Una settimana dopo, arrivarono i mobili. I trasportatori bloccarono le scale con un divano. Maria dovuto infilarsi dietro di loro. Mentre lo portavano dentro, intravide la stanza: carta da paroi chiara, parquet color miele…
“Vuole entrare?” Il proprietario apparve sulla porta. Maria arrossì come se l’avessero colta a spiare dal buco della serratura. Entrò di corsa in casa, dimenticando di sbattere la porta. Maledizione!
Era il suo compleanno. Il lunedì avrebbe festeggiato al lavoro, ma quel weekend c’era solo Lucia, l’amica del cuore.
Lucia arrivò in ritardo. Con lei, l’appartamento si riempì di risate. Si sedettero a tavola.
“Maledizione, dovevo comprare il vino. Non so aprire lo spumante,” ricordò tardi Maria.
“C’è qualche uomo tra i vicini?” chiese subito Lucia.
“Di là. Ma…” Non fece in tempo a finire che Lucia si precipitò fuori.
Due minuti dopo tornò con il vicino. Indossava jeans e una camicia a quadri, con le maniche arrotolate.
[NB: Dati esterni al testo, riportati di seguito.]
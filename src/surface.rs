//! The camera screen's view of the pipeline.
//!
//! The surface owns the run lifecycle: at most one run at a time, stage updates
//! pushed through a watch channel, and terminal results delivered once through
//! an event channel. Unmounting aborts the run and closes both channels, so
//! nothing reaches a screen that is gone.

use crate::error::{RunError, GENERIC_FAILURE_MESSAGE};
use crate::pipeline::{CapturePipeline, RunEnd, Stage};
use crate::types::Outcome;
use futures::future::{AbortHandle, Abortable};
use futures::FutureExt;
use log::{debug, info};
use parking_lot::Mutex;
use std::fmt;
use std::sync::atomic::{AtomicBool, Ordering};
use std::sync::Arc;
use tokio::sync::{mpsc, watch};
use tokio::task::JoinHandle;

#[derive(Debug, Clone, Copy, PartialEq, Eq)]
pub struct UiState {
    pub stage: Stage,
    /// Bumped once per accepted capture; drives the shutter animation.
    pub capture_pulses: u64,
}

impl UiState {
    pub fn is_capturing(&self) -> bool {
        self.stage == Stage::Capturing
    }

    pub fn is_processing(&self) -> bool {
        self.stage.in_flight()
    }
}

#[derive(Debug, Clone, PartialEq, Eq)]
pub struct Alert {
    pub title: String,
    pub message: String,
    pub detail: Option<String>,
}

impl Alert {
    pub fn no_plate_found() -> Alert {
        Alert {
            title: "No License Plate Found".to_string(),
            message: "We couldn't detect a license plate in the image. \
                      Please try again with a clearer photo."
                .to_string(),
            detail: None,
        }
    }

    pub fn failure(error: &RunError) -> Alert {
        Alert {
            title: "Error".to_string(),
            message: GENERIC_FAILURE_MESSAGE.to_string(),
            detail: Some(error.to_string()),
        }
    }
}

impl fmt::Display for Alert {
    fn fmt(&self, f: &mut fmt::Formatter<'_>) -> fmt::Result {
        write!(f, "{}: {}", self.title, self.message)?;
        if let Some(detail) = &self.detail {
            write!(f, " ({})", detail)?;
        }
        Ok(())
    }
}

#[derive(Debug)]
pub enum ScreenEvent {
    /// Navigate to the results screen. The surface is detached afterwards.
    ShowResults(Outcome),
    /// Retry prompt; the surface is back to Idle.
    NoPlateFound(Alert),
    /// Error prompt; the surface is back to Idle.
    Failed(Alert),
}

/// What the presentation layer observes.
pub struct SurfaceView {
    pub state: watch::Receiver<UiState>,
    pub events: mpsc::UnboundedReceiver<ScreenEvent>,
}

struct Link {
    state: watch::Sender<UiState>,
    events: mpsc::UnboundedSender<ScreenEvent>,
    pulses: u64,
}

impl Link {
    fn set_stage(&mut self, stage: Stage) {
        if stage == Stage::Capturing {
            self.pulses += 1;
        }
        self.state.send_replace(UiState {
            stage,
            capture_pulses: self.pulses,
        });
    }

    fn alert(&mut self, event: ScreenEvent) {
        if self.events.send(event).is_err() {
            debug!("Screen event dropped; nobody is listening");
        }
        self.set_stage(Stage::Idle);
    }
}

struct Shared {
    link: Mutex<Option<Link>>,
    in_flight: AtomicBool,
    abort: Mutex<Option<AbortHandle>>,
}

impl Shared {
    fn publish_stage(&self, stage: Stage) {
        if let Some(link) = self.link.lock().as_mut() {
            link.set_stage(stage);
        }
    }

    fn finish(&self, end: RunEnd) {
        let mut slot = self.link.lock();
        if slot.is_none() {
            debug!("Discarding run result for unmounted surface");
            return;
        }
        match end {
            RunEnd::Completed(outcome) => {
                // Results replace the camera screen.
                if let Some(link) = slot.take() {
                    if link.events.send(ScreenEvent::ShowResults(outcome)).is_err() {
                        debug!("Results dropped; nobody is listening");
                    }
                }
            }
            RunEnd::NoPlateFound { .. } => {
                if let Some(link) = slot.as_mut() {
                    link.alert(ScreenEvent::NoPlateFound(Alert::no_plate_found()));
                }
            }
            RunEnd::Failed(error) => {
                if let Some(link) = slot.as_mut() {
                    link.alert(ScreenEvent::Failed(Alert::failure(&error)));
                }
            }
        }
    }
}

/// Clears the in-flight flag however the run ends, aborts included.
struct RunGuard(Arc<Shared>);

impl Drop for RunGuard {
    fn drop(&mut self) {
        self.0.in_flight.store(false, Ordering::Release);
    }
}

pub struct CaptureSurface {
    pipeline: Arc<CapturePipeline>,
    shared: Arc<Shared>,
}

impl CaptureSurface {
    pub fn mount(pipeline: Arc<CapturePipeline>) -> (CaptureSurface, SurfaceView) {
        let initial = UiState {
            stage: Stage::Idle,
            capture_pulses: 0,
        };
        let (state_tx, state_rx) = watch::channel(initial);
        let (events_tx, events_rx) = mpsc::unbounded_channel();
        let shared = Arc::new(Shared {
            link: Mutex::new(Some(Link {
                state: state_tx,
                events: events_tx,
                pulses: 0,
            })),
            in_flight: AtomicBool::new(false),
            abort: Mutex::new(None),
        });
        let view = SurfaceView {
            state: state_rx,
            events: events_rx,
        };
        (CaptureSurface { pipeline, shared }, view)
    }

    /// Starts a run on the current tokio runtime.
    ///
    /// Returns `None` without doing anything if a run is already in flight or
    /// the surface has been unmounted.
    pub fn capture(&self) -> Option<JoinHandle<()>> {
        if !self.is_mounted() {
            debug!("Capture requested on unmounted surface; ignoring");
            return None;
        }
        if self
            .shared
            .in_flight
            .compare_exchange(false, true, Ordering::AcqRel, Ordering::Acquire)
            .is_err()
        {
            debug!("Capture already in flight; ignoring");
            return None;
        }
        let guard = RunGuard(self.shared.clone());
        let pipeline = self.pipeline.clone();
        let shared = self.shared.clone();
        let (abort, registration) = AbortHandle::new_pair();
        *self.shared.abort.lock() = Some(abort);

        let run = async move {
            let end = pipeline.run(|stage| shared.publish_stage(stage)).await;
            shared.finish(end);
            drop(guard);
        };
        Some(tokio::spawn(Abortable::new(run, registration).map(|_| ())))
    }

    pub fn is_mounted(&self) -> bool {
        self.shared.link.lock().is_some()
    }

    /// Tears the surface down: any in-flight run is abandoned and no further
    /// state or events are published.
    pub fn unmount(&self) {
        if let Some(abort) = self.shared.abort.lock().take() {
            abort.abort();
        }
        if self.shared.link.lock().take().is_some() {
            info!("Capture surface unmounted");
        }
    }
}

impl Drop for CaptureSurface {
    fn drop(&mut self) {
        self.unmount();
    }
}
Salutò, aprì lo spumante con destrezza. Lucia dietro di lui sgranò gli occhi, si prese il cuore. Senza bisogno di parole, era chiaro che ne era già conquistata.
“È il compleanno di Maria. Ha cucinato come per un banchetto, e non c’è nessuno con cui festeggiare,” spiegò a voce alta.
Maria le faceva cenno di smetterla, ma il vicino, senza fare storie, si sedette, riempì i bicchieri e alzò il suo:
“Alla padrona di casa e alla mia bella vicina!”
Maria quasi si strozzò. Per il compleanno si era messa in tiro: trucco, bocca rossa, capelli mossi. Era davvero carina.
Lucia si attaccò al vicino, lo riempì di cibo, come se fosse lei la padrona di casa. Maria si vergognava per quell’evidente adescare. Poi Lucia lo trascinò a ballare, premendo contro di lui il suo corpo prosperoso.
Maria si sentì così ferita che avrebbe pianto. Quell’uomo era il suo vicino, aveva più diritto lei, non Lucia. Andò in cucina per non intralciare e non scoppiare in lacrime.
Cinque minuti dopo, entrò Lucia trafelata. Si sedette, si sventolò.
“Ti sei divertita?” chiese Maria acida.
“Maria, che uomo!” esclamò Lucia, alzando gli occhi al cielo. “Un sogno. E balla da dio! Lo so che non ti piace, posso provarci io?” ammiccò.
“PrendE proprio mentre Maria si sentiva il cuore in mille pezzi, il vicino tornò con un mazzo di rose rosse e uno sguardo che le fece capire che, forse, la fortuna aveva deciso di sorriderle proprio quella sera.